MCB111 w04 Section¶
p-hacking¶
import numpy as np
from scipy.special import comb
import scipy.stats as stats
import matplotlib.pyplot as plt
np.random.seed(2023)
Examples of p-Hacking:¶
- Stop collecting data once $p \lt 0.05$
- Analyze many measures, but report only those with $p \lt 0.05$
- Collect and analyze many conditions, but only report those with $p \lt 0.05$
- Use covariates to get $p \lt 0.05$
- Exclude participants to get $p \lt 0.05$.
- Transform the data to get $p \lt 0.05$
- Increase the n in one group to get a $p \lt 0.05$.
Hypothetical scenario¶
Your lab wants to develop a drug to reduce the size of tumors in a particular kind of cancer. In a sort of screening fashion, you lab is exhaustively testing compounds to find out if any of them worked. So using an animal model you measured the size of the tumors from three specimens after a certain time without any drugs and with each candidate drug.
Below are results from one drug.
def measure_tumor(group):
loc,scale = 15,5
fig,ax = plt.subplots(ncols=1,sharey=True,figsize=(3,3))
control = stats.norm.rvs(loc=loc,scale=scale,size=3)
drug = stats.norm.rvs(loc=loc,scale=scale,size=3)
ax.scatter([0,0,0],control)
ax.scatter([1,1,1],drug)
ax.set_xlim(-1,2)
ax.set_ylim(np.min(np.concatenate((control,drug)))*0.9,
np.max(np.concatenate((control,drug)))*1.1)
ax.set_ylabel('Tumor size')
ax.set_xlabel('Treatment')
ax.set_xticks([0,1],['Control',group])
measure_tumor('Drug')
If we do the same for another 100 drugs:
def measure_many_tumors():
loc,scale,n = 15,5,3 # mean, standard deviation, and sample size
fig,axs = plt.subplots(ncols=10,nrows=10,figsize=(20,20),sharey=True,sharex=True)
axs = axs.flatten()
N = len(axs) # number of drugs
data = np.zeros((N,2,n))
pvals = np.zeros(N)
for i in range(N):
control = stats.norm.rvs(loc=loc,scale=scale,size=n)
drug = stats.norm.rvs(loc=loc,scale=scale,size=n)
data[i,0,:] = control
data[i,1,:] = drug
axs[i].scatter([0,0,0],control)
axs[i].scatter([1,1,1],drug)
p = stats.ttest_ind(control, drug)[1] # get p-value from t-test
axs[i].set_title('p = %.3f'%p,y=0.8)
if p<0.01:
axs[i].set_facecolor('orange')
elif p<0.05:
axs[i].set_facecolor('yellow')
elif p<0.06:
axs[i].set_facecolor('lightyellow')
pvals[i] = p
axs[-1].set_xlim(-1,2)
axs[-1].set_xticks([0,1],['',''])
fig.text(0.5,0.1,'Treatment',ha='center')
fig.text(0.1,0.5,'Tumor size',va='center',rotation='vertical')
return data,pvals
data_100, pvals_100 = measure_many_tumors()
We see a few drugs having "significant" p-values, even though they don't actually have any effect.
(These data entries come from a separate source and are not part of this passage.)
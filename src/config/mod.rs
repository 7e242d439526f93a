pub mod settings;

use settings::Settings;
use std::path::Path;

/// Name of the optional settings file looked up next to the input file.
pub const SETTINGS_FILE_NAME: &str = "scan_tools.yaml";

/// Load `scan_tools.yaml` from the directory containing `input_path`.
///
/// A bare file name resolves against the current directory. When no settings
/// file is present the defaults are returned.
pub fn load_settings_for_input(input_path: &Path) -> crate::error::Result<Settings> {
    let dir = match input_path.parent() {
        Some(p) if !p.as_os_str().is_empty() => p,
        _ => Path::new("."),
    };

    let settings_path = dir.join(SETTINGS_FILE_NAME);

    if settings_path.exists() {
        tracing::debug!(path = %settings_path.display(), "loading settings");
        Settings::from_file(&settings_path)
    } else {
        Ok(Settings::default())
    }
}
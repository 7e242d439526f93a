// Crop pipeline: extension check -> derive `_cropped` path -> guard -> trim

use crate::config::load_settings_for_input;
use crate::config::settings::Settings;
use crate::error::ToolError;
use crate::guard::CollisionGuard;
use crate::invoke::{CommandRunner, ToolCommand, invoke};
use crate::path::{FilePath, SubstitutionRule};
use crate::pipeline::{Outcome, single_argument};

/// Extensions accepted by the crop tool. Matching is case-sensitive.
pub const CROP_EXTENSIONS: &[&str] = &["png", "jpg", "jpeg"];

pub const CROP_USAGE: &str = "Usage: autocrop <image.png|image.jpg|image.jpeg>";

/// Run the crop tool on its command-line arguments (program name excluded).
pub fn run_crop(args: &[String], runner: &dyn CommandRunner) -> crate::error::Result<Outcome> {
    let raw = single_argument(args, CROP_USAGE)?;
    let input = FilePath::new(raw.trim());

    if !input
        .extension()
        .is_some_and(|ext| CROP_EXTENSIONS.contains(&ext))
    {
        return Err(ToolError::UnsupportedExtension {
            path: input.as_str().to_string(),
        });
    }

    let settings = load_settings_for_input(input.as_path())?;
    crop_image(&input, runner, &settings)
}

/// Trim whitespace borders from `input` into a sibling `_cropped` file.
pub fn crop_image(
    input: &FilePath,
    runner: &dyn CommandRunner,
    settings: &Settings,
) -> crate::error::Result<Outcome> {
    let cropped = input.derive(SubstitutionRule::Crop(settings.crop_match))?;
    CollisionGuard::new(runner, settings).guard_or_abort(&cropped)?;

    invoke(runner, &ToolCommand::trim(settings, input, &cropped));
    tracing::info!(input = %input, output = %cropped, "crop finished");

    Ok(Outcome::Completed(cropped))
}
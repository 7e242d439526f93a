// Output path derivation by textual substitution on the file extension

use std::fmt;
use std::path::Path;

use serde::Deserialize;

use crate::error::ToolError;

/// Where a substitution pattern is matched in the path string.
#[derive(Debug, Clone, Copy, PartialEq, Eq, Default, Deserialize)]
#[serde(rename_all = "snake_case")]
pub enum MatchPolicy {
    /// First textual occurrence anywhere in the path, including directories.
    #[default]
    FirstOccurrence,
    /// Only at the very end of the path.
    Suffix,
}

/// A textual derivation rule from an input path to an output path.
#[derive(Debug, Clone, Copy, PartialEq, Eq)]
pub enum SubstitutionRule {
    /// `.{ext}` becomes `_cropped.{ext}`.
    Crop(MatchPolicy),
    /// Trailing `.{ext}` becomes `.pdf`.
    ImageToPdf,
    /// Trailing `.pdf` (case-sensitive) becomes `_compressed.pdf`.
    Compression,
    /// Trailing `.stl` (any case) becomes `.vtk`.
    StlToVtk,
}

/// A file path kept as the exact string the user passed.
///
/// The extension is the text after the final `.`; the directory prefix is
/// never interpreted.
#[derive(Debug, Clone, PartialEq, Eq, Hash)]
pub struct FilePath {
    raw: String,
}

impl FilePath {
    pub fn new(raw: impl Into<String>) -> Self {
        Self { raw: raw.into() }
    }

    pub fn as_str(&self) -> &str {
        &self.raw
    }

    pub fn as_path(&self) -> &Path {
        Path::new(&self.raw)
    }

    /// Text after the last `.`, or `None` when the path has no dot.
    pub fn extension(&self) -> Option<&str> {
        self.raw.rsplit_once('.').map(|(_, ext)| ext)
    }

    /// Extension trimmed of surrounding whitespace and lowercased, for comparisons only.
    pub fn normalized_extension(&self) -> Option<String> {
        self.extension().map(|e| e.trim().to_lowercase())
    }

    pub fn exists(&self) -> bool {
        self.as_path().exists()
    }

    /// Compute the output path for `rule`.
    ///
    /// Fails with [`ToolError::Derivation`] when the rule's pattern is not
    /// present, so a derived path never equals its input.
    pub fn derive(&self, rule: SubstitutionRule) -> crate::error::Result<FilePath> {
        let derived = match rule {
            SubstitutionRule::Crop(policy) => {
                let ext = self.require_extension()?;
                let pattern = format!(".{ext}");
                let replacement = format!("_cropped.{ext}");
                let replaced = match policy {
                    MatchPolicy::FirstOccurrence => {
                        replace_first(&self.raw, &pattern, &replacement)
                    }
                    MatchPolicy::Suffix => replace_suffix(&self.raw, &pattern, &replacement),
                };
                replaced.ok_or_else(|| self.derivation_error(&pattern))?
            }
            SubstitutionRule::ImageToPdf => {
                let ext = self.require_extension()?;
                let pattern = format!(".{ext}");
                replace_suffix(&self.raw, &pattern, ".pdf")
                    .ok_or_else(|| self.derivation_error(&pattern))?
            }
            SubstitutionRule::Compression => {
                replace_suffix(&self.raw, ".pdf", "_compressed.pdf")
                    .ok_or_else(|| self.derivation_error(".pdf"))?
            }
            SubstitutionRule::StlToVtk => match self.raw.rsplit_once('.') {
                Some((stem, ext)) if ext.eq_ignore_ascii_case("stl") => format!("{stem}.vtk"),
                _ => return Err(self.derivation_error(".stl")),
            },
        };

        tracing::debug!(input = %self.raw, output = %derived, ?rule, "derived output path");
        Ok(FilePath::new(derived))
    }

    fn require_extension(&self) -> crate::error::Result<&str> {
        self.extension().ok_or_else(|| self.derivation_error("."))
    }

    fn derivation_error(&self, pattern: &str) -> ToolError {
        ToolError::Derivation {
            path: self.raw.clone(),
            pattern: pattern.to_string(),
        }
    }
}

impl fmt::Display for FilePath {
    fn fmt(&self, f: &mut fmt::Formatter<'_>) -> fmt::Result {
        f.write_str(&self.raw)
    }
}

impl From<&str> for FilePath {
    fn from(s: &str) -> Self {
        FilePath::new(s)
    }
}

fn replace_first(s: &str, pattern: &str, replacement: &str) -> Option<String> {
    s.contains(pattern)
        .then(|| s.replacen(pattern, replacement, 1))
}

fn replace_suffix(s: &str, pattern: &str, replacement: &str) -> Option<String> {
    s.strip_suffix(pattern)
        .map(|head| format!("{head}{replacement}"))
}
// Collision guard: refuse to overwrite an existing output file

use crate::config::settings::Settings;
use crate::error::ToolError;
use crate::invoke::{CommandRunner, ToolCommand, invoke};
use crate::path::FilePath;

/// Aborts a run when a derived output path already exists.
///
/// The existence check and the later creation by the external tool are two
/// separate steps; nothing prevents another process from creating the file
/// in between.
pub struct CollisionGuard<'a> {
    runner: &'a dyn CommandRunner,
    settings: &'a Settings,
}

impl<'a> CollisionGuard<'a> {
    pub fn new(runner: &'a dyn CommandRunner, settings: &'a Settings) -> Self {
        Self { runner, settings }
    }

    /// Return `Err(OutputCollision)` if `path` exists, after printing the
    /// message to stdout and sending a best-effort desktop notification.
    pub fn guard_or_abort(&self, path: &FilePath) -> crate::error::Result<()> {
        if !path.exists() {
            return Ok(());
        }

        let err = ToolError::OutputCollision {
            path: path.as_str().to_string(),
        };
        self.notify_error(&err.to_string());
        Err(err)
    }

    fn notify_error(&self, message: &str) {
        println!("{message}");
        invoke(self.runner, &ToolCommand::notify(self.settings, message));
    }
}
use std::process::ExitCode;

use scan_tools::error::ToolError;
use scan_tools::invoke::SystemRunner;
use scan_tools::logging;
use scan_tools::pipeline::crop::run_crop;

fn main() -> ExitCode {
    logging::init();
    let args: Vec<String> = std::env::args().skip(1).collect();

    match run_crop(&args, &SystemRunner) {
        Ok(_) => ExitCode::SUCCESS,
        // Wrong argument count and unsupported extensions fail silently;
        // collisions were already reported by the guard.
        Err(
            e @ (ToolError::Usage(_)
            | ToolError::UnsupportedExtension { .. }
            | ToolError::OutputCollision { .. }),
        ) => ExitCode::from(e.exit_code()),
        Err(e) => {
            eprintln!("ERROR: {e}");
            ExitCode::from(e.exit_code())
        }
    }
}
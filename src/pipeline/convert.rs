// Convert pipeline: image -> PDF -> compressed PDF, or PDF -> compressed PDF

use std::fs;

use crate::config::load_settings_for_input;
use crate::config::settings::Settings;
use crate::error::ToolError;
use crate::guard::CollisionGuard;
use crate::invoke::{CommandRunner, ToolCommand, invoke};
use crate::path::{FilePath, SubstitutionRule};
use crate::pipeline::{Outcome, single_argument};

/// Image extensions converted to PDF. Compared after lowercasing.
pub const IMAGE_EXTENSIONS: &[&str] = &["jpg", "jpeg", "png", "svg"];

pub const CONVERT_USAGE: &str = "Missing single argument: file path of image or pdf.";

/// Run the convert tool on its command-line arguments (program name excluded).
///
/// An extension that is neither an image nor `pdf` yields [`Outcome::Skipped`].
pub fn run_convert(args: &[String], runner: &dyn CommandRunner) -> crate::error::Result<Outcome> {
    let input = FilePath::new(single_argument(args, CONVERT_USAGE)?);
    let Some(ext) = input.normalized_extension() else {
        return Ok(Outcome::Skipped);
    };

    let is_image = IMAGE_EXTENSIONS.contains(&ext.as_str());
    let is_pdf = ext == "pdf";
    if !is_image && !is_pdf {
        tracing::debug!(input = %input, "unsupported extension, nothing to do");
        return Ok(Outcome::Skipped);
    }

    let settings = load_settings_for_input(input.as_path())?;
    let mut outcome = Outcome::Skipped;

    // The two checks are independent; the extension lists never overlap.
    if is_image {
        outcome = convert_image(&input, runner, &settings)?;
    }
    if is_pdf {
        outcome = compress_pdf(&input, runner, &settings)?;
    }

    Ok(outcome)
}

/// Export `image` to a sibling `.pdf`, then replace that PDF with its compressed form.
pub fn convert_image(
    image: &FilePath,
    runner: &dyn CommandRunner,
    settings: &Settings,
) -> crate::error::Result<Outcome> {
    let pdf = image.derive(SubstitutionRule::ImageToPdf)?;
    CollisionGuard::new(runner, settings).guard_or_abort(&pdf)?;

    invoke(runner, &ToolCommand::export_pdf(settings, image, &pdf));

    let compressed = compress_to_sibling(&pdf, runner, settings)?;

    // Not atomic: the uncompressed PDF is removed before the rename.
    fs::remove_file(pdf.as_path()).map_err(|source| ToolError::FileOp {
        action: "remove",
        path: pdf.as_path().to_path_buf(),
        source,
    })?;
    fs::rename(compressed.as_path(), pdf.as_path()).map_err(|source| ToolError::FileOp {
        action: "rename",
        path: compressed.as_path().to_path_buf(),
        source,
    })?;

    tracing::info!(input = %image, output = %pdf, "image converted to compressed PDF");
    Ok(Outcome::Completed(pdf))
}

/// Write a compressed copy of `pdf` to a sibling `_compressed.pdf`. The input is left untouched.
pub fn compress_pdf(
    pdf: &FilePath,
    runner: &dyn CommandRunner,
    settings: &Settings,
) -> crate::error::Result<Outcome> {
    compress_to_sibling(pdf, runner, settings).map(Outcome::Completed)
}

fn compress_to_sibling(
    pdf: &FilePath,
    runner: &dyn CommandRunner,
    settings: &Settings,
) -> crate::error::Result<FilePath> {
    let compressed = pdf.derive(SubstitutionRule::Compression)?;
    CollisionGuard::new(runner, settings).guard_or_abort(&compressed)?;

    invoke(runner, &ToolCommand::compress_pdf(settings, pdf, &compressed));
    tracing::info!(input = %pdf, output = %compressed, "PDF compressed");

    Ok(compressed)
}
BAM, we just p-hacked! p-hacking refers to the misuse and abuse of analysis techniques and results in being fooled by false positives.
Setting the threshold for significance to 0.05 means that approximately 5% of the statistical tests we do on data gathered from the same distribution will result in false positives.
That means if we did 100 tests we would expect about 5 false positives or 5 percent and if we did 10,000 tests we would expect about 500 false positives in other words the more tests we do the more false positives we have to deal with.
If we simulate 10000 drugs, and plot the histogram of all 10000 p-values we get, we see a standard uniform distribution. Everything to the left of the $ p=0.05 $ dashed line is false positive.
N = 10000
pvals = np.zeros(N)
loc,scale,n=15,5,3
for i in range(N):
control = stats.norm.rvs(loc=loc,scale=scale,size=n)
drug = stats.norm.rvs(loc=loc,scale=scale,size=n)
p = stats.ttest_ind(control,drug)[1]
pvals[i] = p
plt.hist(pvals,bins=20,density=True)
plt.xticks((0,0.05,1),(0,0.05,1))
plt.xlabel('p-value')
plt.ylabel('Probability density')
plt.axvline(0.05,0,1.1,linestyle='--',color='k')
N_positive = sum(pvals<0.05)
print('%i out of 10000 drugs tested have p-values < 0.05.'%N_positive)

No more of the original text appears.